-------- Dataset extract --------

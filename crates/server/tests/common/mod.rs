#![allow(dead_code)]

//! Shared harness for the server integration tests: spins the real router
//! up on an ephemeral port around a scripted mock store.

use buyback::TableStore;
use buyback_postgrest::StoreConfig;
use buyback_server::{config::Config, router::create_router, state::with_store};
use buyback_test_utils::MockTableStore;
use std::sync::Arc;
use tokio::{net::TcpListener, sync::oneshot};

/// A running server instance plus the handles the tests assert with.
pub struct TestApp {
    pub address: String,
    pub client: reqwest::Client,
    pub store: Arc<MockTableStore>,
    shutdown_tx: Option<oneshot::Sender<()>>,
}

impl TestApp {
    /// Spawns the full application against a fresh mock store.
    pub async fn spawn() -> Self {
        Self::spawn_with_store(Arc::new(MockTableStore::new())).await
    }

    /// Spawns the application against a pre-scripted store.
    pub async fn spawn_with_store(store: Arc<MockTableStore>) -> Self {
        let config = Config {
            port: 0,
            store: StoreConfig {
                url: "http://store.local".to_string(),
                service_role_key: "service-role-test-key".to_string(),
            },
        };

        let dyn_store: Arc<dyn TableStore> = store.clone();
        let app = create_router(with_store(config, dyn_store));

        let listener = TcpListener::bind("127.0.0.1:0")
            .await
            .expect("Failed to bind random port");
        let address = format!("http://{}", listener.local_addr().unwrap());

        let (shutdown_tx, shutdown_rx) = oneshot::channel::<()>();
        tokio::spawn(async move {
            axum::serve(listener, app)
                .with_graceful_shutdown(async {
                    shutdown_rx.await.ok();
                })
                .await
                .unwrap();
        });

        Self {
            address,
            client: reqwest::Client::new(),
            store,
            shutdown_tx: Some(shutdown_tx),
        }
    }

    pub fn url(&self, path: &str) -> String {
        format!("{}{path}", self.address)
    }
}

impl Drop for TestApp {
    fn drop(&mut self) {
        if let Some(tx) = self.shutdown_tx.take() {
            let _ = tx.send(());
        }
    }
}

/// Builds a well-formed semicolon-delimited price CSV with `rows` data rows.
pub fn price_csv(rows: usize) -> String {
    let mut csv = String::from("brand;model;storage_gb;base_price\n");
    for i in 0..rows {
        csv.push_str(&format!("Apple;iPhone {i};128;450\n"));
    }
    csv
}
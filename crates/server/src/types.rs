use serde::Serialize;
use serde_json::Value;

/// Success body of the import endpoint.
#[derive(Serialize)]
pub struct ImportResponse {
    pub ok: bool,
    pub count: usize,
}

/// Success body of the mutation endpoints that return no data.
#[derive(Serialize)]
pub struct OkResponse {
    pub ok: bool,
}

impl OkResponse {
    pub fn ok() -> Self {
        Self { ok: true }
    }
}

/// Success body of the inline lead update, echoing the updated row.
#[derive(Serialize)]
pub struct LeadUpdateResponse {
    pub ok: bool,
    pub lead: Value,
}
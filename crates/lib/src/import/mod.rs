//! # CSV Import Pipeline
//!
//! Turns an uploaded delimited file into staged rows and triggers the
//! server-side transform that materializes them into production tables.
//!
//! The pipeline runs in strict stages: parse, normalize the header,
//! validate required columns, build sanitized records, then replace the
//! staging table (delete, ordered batched inserts) and invoke the kind's
//! transform procedure. All validation happens before the first store
//! call, so a rejected file never touches the staging table.

pub mod csv;
pub mod fields;
pub mod normalize;
pub mod sanitize;

use serde::{Deserialize, Serialize};
use std::sync::Arc;
use tokio::sync::Mutex;
use tracing::{info, warn};

use crate::errors::ImportError;
use crate::store::TableStore;

/// Rows per staging insert batch.
pub const CHUNK_SIZE: usize = 500;

/// Minimum upload size; anything shorter cannot hold a header and a row.
pub const MIN_CSV_LEN: usize = 5;

/// The import category. Selects the staging table, allow-list, required
/// columns, and transform procedure.
#[derive(Debug, Clone, Copy, PartialEq, Eq, Serialize, Deserialize)]
#[serde(rename_all = "lowercase")]
pub enum ImportKind {
    Prices,
    Multipliers,
}

impl ImportKind {
    pub fn as_str(&self) -> &'static str {
        match self {
            ImportKind::Prices => "prices",
            ImportKind::Multipliers => "multipliers",
        }
    }

    /// The landing table fully replaced on each import.
    pub fn staging_table(&self) -> &'static str {
        match self {
            ImportKind::Prices => "buyback_prices_landing",
            ImportKind::Multipliers => "buyback_multipliers_landing",
        }
    }

    /// The stored procedure that reads the staging table and upserts into
    /// production tables.
    pub fn procedure(&self) -> &'static str {
        match self {
            ImportKind::Prices => "import_buyback_prices",
            ImportKind::Multipliers => "import_buyback_multipliers",
        }
    }

    /// Canonical columns that must be present after normalization.
    pub fn required_columns(&self) -> &'static [&'static str] {
        match self {
            ImportKind::Prices => fields::PRICE_REQUIRED,
            ImportKind::Multipliers => fields::MULTIPLIER_REQUIRED,
        }
    }
}

/// One upload: the kind selector plus the raw file contents.
#[derive(Debug, Clone, Deserialize)]
pub struct ImportRequest {
    #[serde(rename = "type")]
    pub kind: ImportKind,
    pub csv: String,
}

/// Successful outcome: how many records landed in staging.
#[derive(Debug, Clone, Serialize)]
pub struct ImportSummary {
    pub count: usize,
}

/// Fails with `MissingColumns` when a required canonical column is absent
/// from the normalized header. Must run before anything touches the store.
fn check_required_columns(
    kind: ImportKind,
    canonical_header: &[String],
    raw_header: &[String],
    delimiter: char,
) -> Result<(), ImportError> {
    let missing: Vec<String> = kind
        .required_columns()
        .iter()
        .filter(|required| !canonical_header.iter().any(|column| column == *required))
        .map(|required| required.to_string())
        .collect();

    if missing.is_empty() {
        Ok(())
    } else {
        Err(ImportError::MissingColumns {
            missing,
            detected: raw_header.to_vec(),
            delimiter,
        })
    }
}

/// Runs the import pipeline against a [`TableStore`].
///
/// Holds one async mutex per import kind so two concurrent imports of the
/// same kind cannot interleave their delete/insert sequences on the shared
/// staging table. Imports of different kinds may run concurrently since
/// they touch disjoint tables.
#[derive(Debug, Clone)]
pub struct Importer {
    store: Arc<dyn TableStore>,
    price_lock: Arc<Mutex<()>>,
    multiplier_lock: Arc<Mutex<()>>,
}

impl Importer {
    pub fn new(store: Arc<dyn TableStore>) -> Self {
        Self {
            store,
            price_lock: Arc::new(Mutex::new(())),
            multiplier_lock: Arc::new(Mutex::new(())),
        }
    }

    fn lock_for(&self, kind: ImportKind) -> &Mutex<()> {
        match kind {
            ImportKind::Prices => &self.price_lock,
            ImportKind::Multipliers => &self.multiplier_lock,
        }
    }

    /// Runs one import to completion and returns the staged record count.
    ///
    /// Every failure is terminal for this call; there is no retry and no
    /// rollback of a partially populated staging table. The operator
    /// re-uploads after fixing the file, or re-runs the procedure when the
    /// error says staging itself succeeded.
    pub async fn run(&self, request: &ImportRequest) -> Result<ImportSummary, ImportError> {
        if request.csv.len() < MIN_CSV_LEN {
            return Err(ImportError::InvalidRequest(format!(
                "csv payload must be at least {MIN_CSV_LEN} characters"
            )));
        }

        // --- 1. Parse, normalize, and validate (no store calls yet) ---
        let parsed = csv::parse_table(&request.csv)?;
        let canonical = normalize::normalize_header(&parsed.header);
        check_required_columns(request.kind, &canonical, &parsed.header, parsed.delimiter)?;
        let records = sanitize::build_records(request.kind, &canonical, &parsed.rows);

        info!(
            kind = request.kind.as_str(),
            delimiter = %parsed.delimiter,
            records = records.len(),
            "Starting staged import"
        );

        let _guard = self.lock_for(request.kind).lock().await;
        let table = request.kind.staging_table();

        // --- 2. Replace the staging table contents ---
        self.store
            .delete(table, &[("model".to_string(), "neq.".to_string())])
            .await
            .map_err(|err| ImportError::StagingDelete {
                table: table.to_string(),
                message: err.to_string(),
            })?;

        for (batch_index, batch) in records.chunks(CHUNK_SIZE).enumerate() {
            let offset = batch_index * CHUNK_SIZE;
            if let Err(err) = self.store.insert(table, batch).await {
                warn!(table, offset, "Staging insert failed, aborting import");
                return Err(ImportError::StagingInsert {
                    table: table.to_string(),
                    offset,
                    message: err.to_string(),
                    example: batch
                        .first()
                        .cloned()
                        .map(serde_json::Value::Object)
                        .unwrap_or(serde_json::Value::Null),
                });
            }
        }

        // --- 3. Materialize staging into production tables ---
        let procedure = request.kind.procedure();
        self.store
            .rpc(procedure)
            .await
            .map_err(|err| ImportError::TransformProcedure {
                procedure: procedure.to_string(),
                message: err.to_string(),
            })?;

        info!(
            kind = request.kind.as_str(),
            count = records.len(),
            "Import completed"
        );
        Ok(ImportSummary {
            count: records.len(),
        })
    }
}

--------

• **What you should do**:
Check each line of the records for "allow" and copy the ones that contain it.

• **Solution to the problem**:
#![allow(dead_code)]
/// The import category. Selects the staging table, allow-list, required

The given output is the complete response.